REQUIRED ACTION: In the entries that follow, the line with "repository e94026f6f26d8266" opens the range and the line with "or type checked." closes it; repeat that range exactly, both lines included.

──────────────────────────────

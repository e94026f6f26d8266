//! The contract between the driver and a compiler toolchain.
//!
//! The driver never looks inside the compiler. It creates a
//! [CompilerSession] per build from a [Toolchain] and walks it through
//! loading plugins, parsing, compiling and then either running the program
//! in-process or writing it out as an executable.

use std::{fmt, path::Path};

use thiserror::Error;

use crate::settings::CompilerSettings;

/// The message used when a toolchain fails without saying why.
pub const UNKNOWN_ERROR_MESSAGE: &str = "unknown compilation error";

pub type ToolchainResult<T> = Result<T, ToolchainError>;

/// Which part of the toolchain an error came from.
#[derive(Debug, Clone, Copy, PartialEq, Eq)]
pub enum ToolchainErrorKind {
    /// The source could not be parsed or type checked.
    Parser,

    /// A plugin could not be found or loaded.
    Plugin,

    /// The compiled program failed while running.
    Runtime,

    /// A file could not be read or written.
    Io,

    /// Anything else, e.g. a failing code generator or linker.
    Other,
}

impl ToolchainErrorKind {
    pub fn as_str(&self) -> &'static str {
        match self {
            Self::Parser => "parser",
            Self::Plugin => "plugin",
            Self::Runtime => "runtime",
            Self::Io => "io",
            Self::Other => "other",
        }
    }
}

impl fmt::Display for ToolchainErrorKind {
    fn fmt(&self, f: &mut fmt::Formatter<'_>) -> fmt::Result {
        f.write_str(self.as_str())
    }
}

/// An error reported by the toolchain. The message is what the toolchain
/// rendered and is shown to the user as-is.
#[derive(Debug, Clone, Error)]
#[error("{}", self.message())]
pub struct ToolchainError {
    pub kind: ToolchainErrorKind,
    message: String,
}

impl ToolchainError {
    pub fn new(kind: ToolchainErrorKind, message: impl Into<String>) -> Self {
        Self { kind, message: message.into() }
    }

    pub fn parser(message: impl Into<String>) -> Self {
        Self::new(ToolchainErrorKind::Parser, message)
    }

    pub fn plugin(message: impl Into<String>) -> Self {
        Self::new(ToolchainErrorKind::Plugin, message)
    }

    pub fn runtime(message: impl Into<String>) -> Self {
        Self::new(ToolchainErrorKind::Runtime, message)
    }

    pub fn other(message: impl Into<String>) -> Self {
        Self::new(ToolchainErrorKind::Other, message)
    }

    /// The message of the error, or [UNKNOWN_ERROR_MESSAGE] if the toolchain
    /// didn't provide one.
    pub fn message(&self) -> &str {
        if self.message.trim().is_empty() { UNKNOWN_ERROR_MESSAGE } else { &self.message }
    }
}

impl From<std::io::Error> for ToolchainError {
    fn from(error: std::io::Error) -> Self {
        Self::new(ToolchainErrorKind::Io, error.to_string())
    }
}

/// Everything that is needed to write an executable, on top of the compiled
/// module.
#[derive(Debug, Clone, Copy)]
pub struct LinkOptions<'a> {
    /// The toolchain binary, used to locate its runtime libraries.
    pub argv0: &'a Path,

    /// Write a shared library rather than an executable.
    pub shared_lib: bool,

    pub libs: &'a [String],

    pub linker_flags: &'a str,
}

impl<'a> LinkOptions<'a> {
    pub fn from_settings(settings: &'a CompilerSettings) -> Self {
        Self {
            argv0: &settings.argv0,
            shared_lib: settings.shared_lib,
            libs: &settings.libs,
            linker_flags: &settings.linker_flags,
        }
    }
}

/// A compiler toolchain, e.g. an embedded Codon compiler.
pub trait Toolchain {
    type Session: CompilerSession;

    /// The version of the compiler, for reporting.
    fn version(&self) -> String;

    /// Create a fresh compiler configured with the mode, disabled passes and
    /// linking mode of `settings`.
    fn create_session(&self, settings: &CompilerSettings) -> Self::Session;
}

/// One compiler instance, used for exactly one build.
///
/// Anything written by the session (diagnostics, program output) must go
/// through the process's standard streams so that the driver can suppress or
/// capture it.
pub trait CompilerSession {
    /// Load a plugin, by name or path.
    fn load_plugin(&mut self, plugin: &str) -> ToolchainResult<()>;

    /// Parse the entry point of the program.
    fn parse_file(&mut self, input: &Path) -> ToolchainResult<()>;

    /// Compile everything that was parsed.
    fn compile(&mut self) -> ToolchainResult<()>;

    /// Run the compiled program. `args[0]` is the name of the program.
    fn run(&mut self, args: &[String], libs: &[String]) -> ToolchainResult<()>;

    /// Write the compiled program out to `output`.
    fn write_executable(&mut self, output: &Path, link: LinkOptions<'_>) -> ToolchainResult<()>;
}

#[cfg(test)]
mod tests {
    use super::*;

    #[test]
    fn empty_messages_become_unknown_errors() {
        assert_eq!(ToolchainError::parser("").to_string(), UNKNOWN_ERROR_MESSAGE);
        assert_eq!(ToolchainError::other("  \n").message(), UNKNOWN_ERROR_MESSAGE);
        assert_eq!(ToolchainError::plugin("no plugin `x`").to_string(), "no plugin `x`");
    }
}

──────────────────────────────

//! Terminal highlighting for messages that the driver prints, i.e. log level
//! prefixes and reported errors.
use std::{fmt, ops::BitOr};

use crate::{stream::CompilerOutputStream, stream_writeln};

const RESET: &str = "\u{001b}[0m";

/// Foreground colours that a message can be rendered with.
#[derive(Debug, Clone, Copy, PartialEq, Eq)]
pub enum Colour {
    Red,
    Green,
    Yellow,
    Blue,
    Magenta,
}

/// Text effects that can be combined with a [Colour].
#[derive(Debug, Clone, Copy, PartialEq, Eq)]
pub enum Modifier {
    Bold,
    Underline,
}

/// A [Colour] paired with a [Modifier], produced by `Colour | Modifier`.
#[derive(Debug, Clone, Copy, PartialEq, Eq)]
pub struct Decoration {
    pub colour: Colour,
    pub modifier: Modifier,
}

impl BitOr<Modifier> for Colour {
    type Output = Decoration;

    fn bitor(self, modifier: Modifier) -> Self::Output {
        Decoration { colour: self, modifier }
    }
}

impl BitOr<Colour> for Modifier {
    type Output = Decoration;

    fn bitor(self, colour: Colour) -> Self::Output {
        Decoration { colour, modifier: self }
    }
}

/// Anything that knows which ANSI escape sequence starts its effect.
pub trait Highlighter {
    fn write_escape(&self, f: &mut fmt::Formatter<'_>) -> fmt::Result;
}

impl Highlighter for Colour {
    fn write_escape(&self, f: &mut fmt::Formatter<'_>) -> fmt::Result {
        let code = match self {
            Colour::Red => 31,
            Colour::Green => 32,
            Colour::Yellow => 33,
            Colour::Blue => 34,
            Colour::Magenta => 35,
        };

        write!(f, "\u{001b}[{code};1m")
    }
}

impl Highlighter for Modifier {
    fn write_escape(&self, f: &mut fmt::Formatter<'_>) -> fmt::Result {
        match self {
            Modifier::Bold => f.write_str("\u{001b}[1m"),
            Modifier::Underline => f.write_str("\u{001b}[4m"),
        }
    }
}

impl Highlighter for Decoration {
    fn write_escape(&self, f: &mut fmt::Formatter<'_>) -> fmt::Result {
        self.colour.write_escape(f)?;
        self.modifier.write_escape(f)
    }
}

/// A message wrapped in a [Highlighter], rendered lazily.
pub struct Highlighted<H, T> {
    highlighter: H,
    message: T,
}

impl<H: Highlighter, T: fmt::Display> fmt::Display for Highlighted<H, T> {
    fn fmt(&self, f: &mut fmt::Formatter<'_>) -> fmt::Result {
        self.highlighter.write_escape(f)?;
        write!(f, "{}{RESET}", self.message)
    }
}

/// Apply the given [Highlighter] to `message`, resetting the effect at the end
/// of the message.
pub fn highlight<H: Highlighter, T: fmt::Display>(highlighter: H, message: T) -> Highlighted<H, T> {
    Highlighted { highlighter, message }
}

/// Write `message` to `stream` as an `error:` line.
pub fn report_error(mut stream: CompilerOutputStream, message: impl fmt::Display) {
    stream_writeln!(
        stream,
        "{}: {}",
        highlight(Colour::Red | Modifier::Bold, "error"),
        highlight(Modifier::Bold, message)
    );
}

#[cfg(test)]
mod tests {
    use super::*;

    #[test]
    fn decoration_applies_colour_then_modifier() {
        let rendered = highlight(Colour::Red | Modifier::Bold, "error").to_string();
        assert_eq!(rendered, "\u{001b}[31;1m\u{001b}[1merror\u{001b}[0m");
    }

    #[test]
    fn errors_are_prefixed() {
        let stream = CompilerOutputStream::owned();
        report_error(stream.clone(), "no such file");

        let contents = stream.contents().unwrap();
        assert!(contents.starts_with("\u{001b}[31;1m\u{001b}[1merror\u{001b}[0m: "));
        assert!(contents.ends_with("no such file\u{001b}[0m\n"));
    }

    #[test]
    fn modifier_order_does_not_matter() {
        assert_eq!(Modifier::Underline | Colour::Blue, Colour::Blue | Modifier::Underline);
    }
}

──────────────────────────────

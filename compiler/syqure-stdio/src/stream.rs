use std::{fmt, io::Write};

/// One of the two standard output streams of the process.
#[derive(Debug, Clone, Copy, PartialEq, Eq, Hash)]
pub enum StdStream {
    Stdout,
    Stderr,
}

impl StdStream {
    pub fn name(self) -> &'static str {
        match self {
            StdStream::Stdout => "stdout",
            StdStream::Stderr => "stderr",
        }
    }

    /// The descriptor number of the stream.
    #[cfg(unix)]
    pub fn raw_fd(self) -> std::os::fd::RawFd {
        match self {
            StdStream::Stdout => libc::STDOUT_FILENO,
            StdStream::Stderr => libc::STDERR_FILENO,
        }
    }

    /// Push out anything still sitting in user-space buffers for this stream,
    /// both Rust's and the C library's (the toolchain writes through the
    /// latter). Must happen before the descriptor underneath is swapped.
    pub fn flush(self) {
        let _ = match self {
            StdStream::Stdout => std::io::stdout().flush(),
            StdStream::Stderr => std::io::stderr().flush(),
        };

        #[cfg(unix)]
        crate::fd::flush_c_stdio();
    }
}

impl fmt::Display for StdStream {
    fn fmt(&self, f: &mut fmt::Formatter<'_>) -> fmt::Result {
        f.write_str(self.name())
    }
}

──────────────────────────────

FINISHED TASK:
repository e94026f6f26d8266
//! The contract between the driver and a compiler toolchain.
//!
//! The driver never looks inside the compiler. It creates a
//! [CompilerSession] per build from a [Toolchain] and walks it through
//! loading plugins, parsing, compiling and then either running the program
//! in-process or writing it out as an executable.

use std::{fmt, path::Path};

use thiserror::Error;

use crate::settings::CompilerSettings;

/// The message used when a toolchain fails without saying why.
pub const UNKNOWN_ERROR_MESSAGE: &str = "unknown compilation error";

pub type ToolchainResult<T> = Result<T, ToolchainError>;

/// Which part of the toolchain an error came from.
#[derive(Debug, Clone, Copy, PartialEq, Eq)]
pub enum ToolchainErrorKind {
    /// The source could not be parsed or type checked.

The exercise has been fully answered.